However, there are a few things that we may want to fix in
the future, like the lack
of error trapping if the input stream contains @racket[eof]. And there's no bounds-checking
on the @racket[ptr] or on the values in the data. Wow, there are quite a few things that we might want
to fix. But at the very least, we now have a module that captures the semantics of @tt{brainf*ck}.
@section{Lisping a language}
We might even be cheeky enough to insist that people write @tt{brainf*ck} programs with s-expressions.
Let's take that route, and create a @link["http://docs.racket-lang.org/guide/module-languages.html"]{module language}
that uses our @filepath{semantics.rkt}. We'll create such a module language in @filepath{language.rkt}.
@filebox["language.rkt"]{
@codeblock|{
#lang racket
(require "semantics.rkt")
(provide greater-than
less-than
plus
minus
period
comma
brackets
(rename-out [my-module-begin #%module-begin]))
;; The current-state is a parameter used by the
;; rest of this language.
(define current-state (make-parameter (new-state)))
;; Every module in this language will make sure that it
;; uses a fresh state.
(define-syntax-rule (my-module-begin body ...)
(#%plain-module-begin
(parameterize ([current-state (new-state)])
body ...)))
(define-syntax-rule (greater-than)
(increment-ptr (current-state)))
(define-syntax-rule (less-than)
(decrement-ptr (current-state)))
(define-syntax-rule (plus)
(increment-byte (current-state)))
(define-syntax-rule (minus)
(decrement-byte (current-state)))
(define-syntax-rule (period)
(write-byte-to-stdout (current-state)))
(define-syntax-rule (comma)
(read-byte-from-stdin (current-state)))
(define-syntax-rule (brackets body ...)
(loop (current-state) body ...))
}|}
This @filepath{language.rkt} presents @tt{brainf*ck} as a s-expression-based language.
It uses the semantics we've coded up, and defines rules for handling
@racket[greater-than], @racket[less-than], etc... We have a @link["http://docs.racket-lang.org/guide/parameterize.html"]{parameter} called @racket[current-state]
that holds the state of the @tt{brainf*ck} machine that's used through the language.
There's one piece of this language that looks particularly mysterious: what's the @racket[#%module-begin] form,
and what is it doing?
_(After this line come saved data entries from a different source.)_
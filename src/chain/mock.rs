//! In-process chain connection
//!
//! Logs are pushed with [`MockChainConnection::emit`] and receipts are
//! registered up front. Used by tests and by local runs without a node.

use super::{ChainConnection, ChainError, ContractAbi, DecodedLog, LogStream, TransactionReceipt};
use crate::types::normalize_address;
use async_trait::async_trait;
use serde_json::Value;
use std::collections::HashMap;
use tokio::sync::{mpsc, Mutex};

pub struct MockChainConnection {
    chain_id: u64,
    channel_buffer: usize,
    subscriptions: Mutex<HashMap<String, mpsc::Sender<DecodedLog>>>,
    receipts: Mutex<HashMap<String, TransactionReceipt>>,
    next_block: Mutex<u64>,
}

impl MockChainConnection {
    pub fn new(chain_id: u64) -> Self {
        Self::with_buffer(chain_id, 64)
    }

    pub fn with_buffer(chain_id: u64, channel_buffer: usize) -> Self {
        Self {
            chain_id,
            channel_buffer: channel_buffer.max(1),
            subscriptions: Mutex::new(HashMap::new()),
            receipts: Mutex::new(HashMap::new()),
            next_block: Mutex::new(1),
        }
    }

    pub async fn set_receipt(&self, tx_hash: &str, receipt: TransactionReceipt) {
        self.receipts
            .lock()
            .await
            .insert(tx_hash.to_lowercase(), receipt);
    }

    /// True while someone holds the stream for `address`
    pub async fn is_subscribed(&self, address: &str) -> bool {
        self.subscriptions
            .lock()
            .await
            .get(&normalize_address(address))
            .is_some_and(|tx| !tx.is_closed())
    }

    /// End the stream for `address` the way a node that gave up would
    ///
    /// False if there was no stream.
    pub async fn close_stream(&self, address: &str) -> bool {
        self.subscriptions
            .lock()
            .await
            .remove(&normalize_address(address))
            .is_some()
    }

    /// Deliver a log; false when nobody is listening on its address
    pub async fn emit(&self, log: DecodedLog) -> bool {
        let sender = self
            .subscriptions
            .lock()
            .await
            .get(&normalize_address(&log.address))
            .cloned();
        match sender {
            Some(tx) => tx.send(log).await.is_ok(),
            None => false,
        }
    }

    /// Emit `event_name(args)` from `address` in a fresh block
    pub async fn emit_event(
        &self,
        address: &str,
        event_name: &str,
        args: Value,
        tx_hash: &str,
    ) -> bool {
        let block_number = {
            let mut next = self.next_block.lock().await;
            let block = *next;
            *next += 1;
            block
        };
        self.emit(DecodedLog {
            chain_id: self.chain_id,
            address: normalize_address(address),
            event_name: event_name.to_string(),
            args,
            tx_hash: tx_hash.to_lowercase(),
            block_number,
            log_index: 0,
        })
        .await
    }
}

#[async_trait]
impl ChainConnection for MockChainConnection {
    fn chain_id(&self) -> u64 {
        self.chain_id
    }

    async fn subscribe(&self, address: &str, _abi: &ContractAbi) -> Result<LogStream, ChainError> {
        let (tx, rx) = mpsc::channel(self.channel_buffer);
        self.subscriptions
            .lock()
            .await
            .insert(normalize_address(address), tx);
        Ok(rx)
    }

    async fn get_transaction_receipt(
        &self,
        tx_hash: &str,
    ) -> Result<TransactionReceipt, ChainError> {
        self.receipts
            .lock()
            .await
            .get(&tx_hash.to_lowercase())
            .cloned()
            .ok_or_else(|| ChainError::ReceiptUnavailable(tx_hash.to_string()))
    }
}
In Racket, every
module has an implicit @racket[#%module-begin] that wraps around the entirety of the module's body.
We can see this by asking Racket to show us the results of the expansion process;
here's a small example to demonstrate.
@interaction[#:eval my-evaluator
(syntax->datum
(expand '(module an-example-module '#%kernel
"hello"
"world")))
]
Ignore, for the moment, the use of @racket[syntax->datum] or the funky use of @racket['#%kernel].
What we should notice
is that Racket has added in that @racket[#%module-begin] around the @racket["hello"] and @racket["world"].
So there's the implicit wrapping that Racket is doing.
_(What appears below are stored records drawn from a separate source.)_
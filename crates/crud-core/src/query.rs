// SPDX-FileCopyrightText: 2025-2026 RAprogramm <andrey.rozanov.vl@gmail.com>
// SPDX-License-Identifier: MIT

//! Select compilation and row grouping.
//!
//! # Joins
//!
//! Each table of the related set is left-joined in insertion order. The
//! join condition comes from the foreign keys between the new table and the
//! base table or any table joined before it, in either direction:
//!
//! ```text
//! base movie, related [director]
//!   movie.director_id -> director.id          LEFT JOIN "director" ON "movie"."director_id" = "director"."id"
//!
//! base director, related [movie]
//!   movie.director_id -> director.id          LEFT JOIN "movie" ON "movie"."director_id" = "director"."id"
//! ```
//!
//! With joins, one record spans several rows. Rows are grouped by the base
//! record's primary key before back-references are attached. `LIMIT` and
//! `DISTINCT` apply to rows.
//!
//! Two foreign keys from one table to the same column of another leave the
//! join without a single condition; such a join fails with
//! [`Error::AmbiguousJoin`].

use std::fmt::Write as _;

use sqlx::{SqliteConnection, sqlite::SqliteRow};
use tracing::{debug, trace};

use crate::{
    error::{Error, Result},
    expr::{ColumnRef, Expr},
    id::KeyValue,
    table::{Related, Table, TableDef},
    value::{Value, bind_values}
};

/// Sort order for `ORDER BY`.
#[derive(Debug, Clone, Copy, PartialEq, Eq, Default)]
pub enum SortDirection {
    /// Ascending.
    #[default]
    Asc,

    /// Descending.
    Desc
}

impl SortDirection {
    /// SQL keyword.
    pub const fn as_sql(&self) -> &'static str {
        match self {
            Self::Asc => "ASC",
            Self::Desc => "DESC"
        }
    }
}

/// Clauses of a select beyond the table list.
#[derive(Debug, Clone, Default)]
pub(crate) struct SelectSpec {
    pub filter:   Option<Expr>,
    pub limit:    Option<u64>,
    pub distinct: bool,
    pub order:    Vec<(ColumnRef, SortDirection)>
}

fn join_condition(
    joined: &[&'static TableDef],
    table: &'static TableDef
) -> Result<Option<String>> {
    let links = |from: &'static TableDef, to: &'static TableDef| -> Result<Vec<String>> {
        let fks: Vec<_> = from
            .foreign_keys
            .iter()
            .filter(|fk| fk.target_table == to.name)
            .collect();
        for (index, fk) in fks.iter().enumerate() {
            if let Some(other) = fks[index + 1..]
                .iter()
                .find(|other| other.target_column == fk.target_column)
            {
                return Err(Error::AmbiguousJoin {
                    from:   from.name,
                    to:     to.name,
                    first:  fk.column,
                    second: other.column
                });
            }
        }
        Ok(fks
            .iter()
            .map(|fk| {
                format!(
                    "\"{}\".\"{}\" = \"{}\".\"{}\"",
                    from.name, fk.column, to.name, fk.target_column
                )
            })
            .collect())
    };

    for &present in joined {
        let mut parts = links(present, table)?;
        if parts.is_empty() {
            parts = links(table, present)?;
        }
        if !parts.is_empty() {
            return Ok(Some(parts.join(" AND ")));
        }
    }
    Ok(None)
}

/// Render a select over `base` joined with `related`.
pub(crate) fn compile_select(
    base: &'static TableDef,
    related: &[&'static TableDef],
    spec: &SelectSpec
) -> Result<(String, Vec<Value>)> {
    let mut sql = String::from("SELECT ");
    if spec.distinct {
        sql.push_str("DISTINCT ");
    }

    let tables: Vec<&'static TableDef> = std::iter::once(base).chain(related.iter().copied()).collect();
    let columns: Vec<String> = tables
        .iter()
        .flat_map(|def| {
            def.column_names().map(move |column| {
                format!("\"{}\".\"{}\" AS \"{}\"", def.name, column, def.alias(column))
            })
        })
        .collect();
    sql.push_str(&columns.join(", "));
    let _ = write!(sql, " FROM \"{}\"", base.name);

    let mut joined = vec![base];
    for &table in related {
        if table.name == base.name {
            return Err(Error::SelfJoin {
                table: table.name
            });
        }
        let condition = join_condition(&joined, table)?.ok_or(Error::UnrelatedTable {
            base:  base.name,
            table: table.name
        })?;
        let _ = write!(sql, " LEFT JOIN \"{}\" ON {condition}", table.name);
        joined.push(table);
    }

    let mut binds = Vec::new();
    if let Some(filter) = &spec.filter {
        sql.push_str(" WHERE ");
        filter.render(&mut sql, &mut binds);
    }

    if !spec.order.is_empty() {
        let order: Vec<String> = spec
            .order
            .iter()
            .map(|(column, direction)| {
                format!("\"{}\".\"{}\" {}", column.table, column.name, direction.as_sql())
            })
            .collect();
        let _ = write!(sql, " ORDER BY {}", order.join(", "));
    }

    if let Some(limit) = spec.limit {
        let _ = write!(sql, " LIMIT {limit}");
    }

    Ok((sql, binds))
}

/// Run a select and convert its rows into records.
pub(crate) async fn fetch_records<T: Table>(
    conn: &mut SqliteConnection,
    related: &[&'static TableDef],
    spec: &SelectSpec
) -> Result<Vec<T::Record>> {
    let (sql, binds) = compile_select(T::def(), related, spec)?;
    debug!(target: "crud_core", %sql, ?binds, "select");
    let rows = bind_values(sqlx::query(&sql), &binds).fetch_all(&mut *conn).await?;

    if related.is_empty() {
        return rows
            .iter()
            .map(|row| T::from_row(row).map_err(Error::from))
            .collect();
    }
    group_rows::<T>(&rows, Related::new(related))
}

struct Group<'r, R> {
    key:    Vec<Value>,
    record: R,
    rows:   Vec<&'r SqliteRow>
}

/// Fold joined rows into one record per base key, in first-seen order.
pub(crate) fn group_rows<T: Table>(rows: &[SqliteRow], related: Related<'_>) -> Result<Vec<T::Record>> {
    let mut groups: Vec<Group<'_, T::Record>> = Vec::new();
    for row in rows {
        let record = T::from_joined_row(row)?;
        let key = T::make_pk(&record).key_values();
        match groups.iter_mut().find(|group| group.key == key) {
            Some(group) => group.rows.push(row),
            None => groups.push(Group {
                key,
                record,
                rows: vec![row]
            })
        }
    }
    trace!(target: "crud_core", rows = rows.len(), records = groups.len(), "grouped joined rows");

    Ok(groups
        .into_iter()
        .map(|mut group| {
            T::attach_back_references(&mut group.record, &group.rows, related);
            group.record
        })
        .collect())
}
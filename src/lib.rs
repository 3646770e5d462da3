// SPDX-FileCopyrightText: 2025-2026 RAprogramm <andrey.rozanov.vl@gmail.com>
// SPDX-License-Identifier: MIT

#![doc = include_str!("../README.md")]
#![cfg_attr(docsrs, feature(doc_cfg))]
#![warn(missing_docs)]

//! # crud-derive
//!
//! One crate for users. Re-exports:
//! - the [`schema`] attribute and the [`Entity`] derive from
//!   `crud-derive-impl`
//! - every runtime item from `crud-core` ([`Table`], [`Repository`],
//!   [`TypedSelect`], [`EntityId`], [`create_tables`], ...)
//! - `async_trait`, `sqlx` and `futures`, which generated code names
//!   through this crate
//!
//! # Generated Items
//!
//! For an entity `Movie` inside a `#[schema]` module:
//!
//! | Item | Description |
//! |------|-------------|
//! | `MovieTable` | Schema type. One typed column constant per column, `repo(conn)`. |
//! | `impl Table for MovieTable` | Table descriptor, row mappers, writers, key extraction. |
//! | `MovieData` | Insert shape without auto-increment columns, when it differs from `Movie`. |
//! | `MovieRepo<'c>` | `Repository<'c, MovieTable>`. |
//! | `MovieRepository` | `find_by_id`, `delete_by_id`, `create_with_related`. |
//!
//! # Related Set
//!
//! ```rust,ignore
//! let mut repo = DirectorTable::repo(&mut conn).with_related(MovieTable);
//! let directors = repo.select_all().await?;
//! // every director's `movies` is filled from one LEFT JOIN
//! ```

pub use crud_core::*;
pub use crud_derive_impl::{Entity, schema};
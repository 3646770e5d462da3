// SPDX-FileCopyrightText: 2025-2026 RAprogramm <andrey.rozanov.vl@gmail.com>
// SPDX-License-Identifier: MIT

#[crud_derive::schema]
mod shop {
    #[entity]
    #[derive(Debug, Clone)]
    pub struct Product {
        #[id(auto_increment)]
        pub id: i64,
        pub name: String,
        pub price: f64
    }
}

use crud_derive::{Column, EntityId, Repository, Table};
use shop::*;

fn main() {
    let _: Column<ProductTable, EntityId<i64, ProductTable>> = ProductTable::ID;
    let _: Column<ProductTable, String> = ProductTable::NAME;
    let _: Column<ProductTable, f64> = ProductTable::PRICE;

    let data = ProductData {
        name:  "Lamp".into(),
        price: 19.5
    };
    let _ = data.clone();

    assert_eq!(ProductTable::def().name, "product");
    let _: fn(&mut crud_derive::sqlx::SqliteConnection) -> ProductRepo<'_> = ProductTable::repo;
    let _ = std::any::type_name::<Repository<'static, ProductTable>>();
}
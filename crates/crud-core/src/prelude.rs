// SPDX-FileCopyrightText: 2025-2026 RAprogramm <andrey.rozanov.vl@gmail.com>
// SPDX-License-Identifier: MIT

//! Convenient re-exports.
//!
//! ```rust,ignore
//! use crud_derive::prelude::*;
//! ```

pub use futures::TryStreamExt;

pub use crate::{
    CompositeId, EntityId, Error, Expr, Repository, Result, SortDirection, Table, async_trait,
    create_tables, drop_tables
};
It turns out that @racket[#%module-begin] can be really useful! In particular,
we want to guarantee that every module written in @tt{brainf*ck} runs under a fresh state. If
we had two @tt{brainf*ck} programs running, say like this:
@racketblock[(require "my-first-bf-program.rkt")
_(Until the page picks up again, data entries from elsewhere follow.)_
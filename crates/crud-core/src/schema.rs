// SPDX-FileCopyrightText: 2025-2026 RAprogramm <andrey.rozanov.vl@gmail.com>
// SPDX-License-Identifier: MIT

//! DDL rendering and schema helpers.
//!
//! ```text
//! CREATE TABLE IF NOT EXISTS "movie" (
//!     "id" INTEGER PRIMARY KEY AUTOINCREMENT,
//!     "title" TEXT NOT NULL,
//!     "director_id" INTEGER NOT NULL,
//!     FOREIGN KEY ("director_id") REFERENCES "director" ("id")
//! )
//! ```

use std::fmt::Write as _;

use sqlx::SqliteConnection;
use tracing::debug;

use crate::{error::Result, table::TableDef};

fn quoted_list(columns: &[&str]) -> String {
    columns
        .iter()
        .map(|column| format!("\"{column}\""))
        .collect::<Vec<_>>()
        .join(", ")
}

impl TableDef {
    /// `CREATE TABLE IF NOT EXISTS` statement for this table.
    #[must_use]
    pub fn create_statement(&self) -> String {
        let mut parts = Vec::new();

        if let Some(id) = self.id {
            let auto = if id.auto_increment { " AUTOINCREMENT" } else { "" };
            parts.push(format!("\"{}\" INTEGER PRIMARY KEY{auto}", id.name));
        }

        for column in self.columns {
            let mut part = format!("\"{}\" {}", column.name, column.sql_type);
            if !column.nullable {
                part.push_str(" NOT NULL");
            }
            if let Some(default) = column.default {
                let _ = write!(part, " DEFAULT {default}");
            }
            parts.push(part);
        }

        if let Some(key) = self.primary_key {
            parts.push(format!("PRIMARY KEY ({})", quoted_list(key)));
        }

        for fk in self.foreign_keys {
            parts.push(format!(
                "FOREIGN KEY (\"{}\") REFERENCES \"{}\" (\"{}\")",
                fk.column, fk.target_table, fk.target_column
            ));
        }

        for unique in self.unique_indexes {
            parts.push(format!(
                "CONSTRAINT \"{}\" UNIQUE ({})",
                unique.name,
                quoted_list(unique.columns)
            ));
        }

        format!(
            "CREATE TABLE IF NOT EXISTS \"{}\" (\n    {}\n)",
            self.name,
            parts.join(",\n    ")
        )
    }

    /// `DROP TABLE IF EXISTS` statement for this table.
    #[must_use]
    pub fn drop_statement(&self) -> String {
        format!("DROP TABLE IF EXISTS \"{}\"", self.name)
    }
}

/// Create `tables` in order.
///
/// # Errors
///
/// Returns the first driver error.
pub async fn create_tables(conn: &mut SqliteConnection, tables: &[&TableDef]) -> Result<()> {
    for table in tables {
        let sql = table.create_statement();
        debug!(target: "crud_core", %sql, "create table");
        sqlx::query(&sql).execute(&mut *conn).await?;
    }
    Ok(())
}

/// Drop `tables` in reverse order.
///
/// # Errors
///
/// Returns the first driver error.
pub async fn drop_tables(conn: &mut SqliteConnection, tables: &[&TableDef]) -> Result<()> {
    for table in tables.iter().rev() {
        let sql = table.drop_statement();
        debug!(target: "crud_core", %sql, "drop table");
        sqlx::query(&sql).execute(&mut *conn).await?;
    }
    Ok(())
}
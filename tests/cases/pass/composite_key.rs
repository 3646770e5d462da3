// SPDX-FileCopyrightText: 2025-2026 RAprogramm <andrey.rozanov.vl@gmail.com>
// SPDX-License-Identifier: MIT

#[crud_derive::schema]
mod catalog {
    #[entity]
    #[derive(Debug, Clone, PartialEq)]
    pub struct Language {
        #[id]
        pub code: String,
        #[id]
        pub region: String,
        pub name: String
    }

    #[entity]
    #[derive(Debug, Clone, PartialEq)]
    pub struct Subtitle {
        #[id]
        pub id: u32,
        #[foreign_key(Language, column = "code")]
        pub language: String,
        #[foreign_key(Language, column = "region")]
        pub region: String,
        #[references(Language, columns(language, region))]
        pub spoken: Option<Language>
    }
}

use catalog::*;
use crud_derive::{Column, CompositeId, EntityId, Result, Table};

async fn lookup(repo: &mut LanguageRepo<'_>) -> Result<Option<Language>> {
    repo.find_by_id("en".to_owned(), "GB".to_owned()).await
}

async fn remove(repo: &mut SubtitleRepo<'_>) -> Result<u64> {
    repo.delete_by_id(3).await
}

fn main() {
    let _: Column<LanguageTable, EntityId<String, LanguageTable>> = LanguageTable::CODE;
    let _: Column<SubtitleTable, EntityId<String, LanguageTable>> = SubtitleTable::LANGUAGE;
    let _: Column<SubtitleTable, EntityId<u32, SubtitleTable>> = SubtitleTable::ID;
    let id: <LanguageTable as Table>::Id = CompositeId::new().with("en").with("GB");
    let _ = id;
    let _ = lookup;
    let _ = remove;
}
(require "my-second-bf-program.rkt")]
then it would be a shame to have the two programs clash just because they @tt{brainf*ck}ed each other's data!
By defining our own @racket[#%module-begin], we can ensure that each @tt{brainf*ck} module has
its own fresh version of the state, and our definition of @racket[my-module-begin]
does this for us.
Once we've written @filepath{language.rkt}, we can use the language
like this:
@codeblock|{
#lang s-exp (planet dyoo/bf/language)
(plus)(plus)(plus)(plus)(plus) (plus)(plus)(plus)(plus)(plus)
(brackets
(greater-than) (plus)(plus)(plus)(plus)(plus) (plus)(plus)
(greater-than) (plus)(plus)(plus)(plus)(plus) (plus)(plus)
(plus)(plus)(plus) (greater-than) (plus)(plus)(plus)
(greater-than) (plus) (less-than)(less-than)(less-than)
(less-than) (minus))
(greater-than) (plus)(plus) (period)
(greater-than) (plus) (period)
(plus)(plus)(plus)(plus)(plus) (plus)(plus) (period)
(period) (plus)(plus)(plus) (period)
(greater-than) (plus)(plus) (period)
(less-than)(less-than) (plus)(plus)(plus)(plus)(plus)
(plus)(plus)(plus)(plus)(plus) (plus)(plus)(plus)(plus)(plus)
(period) (greater-than) (period)
(plus)(plus)(plus) (period)
(minus)(minus)(minus)(minus)(minus)(minus)(period)
(minus)(minus)(minus)(minus)(minus)(minus)(minus)(minus)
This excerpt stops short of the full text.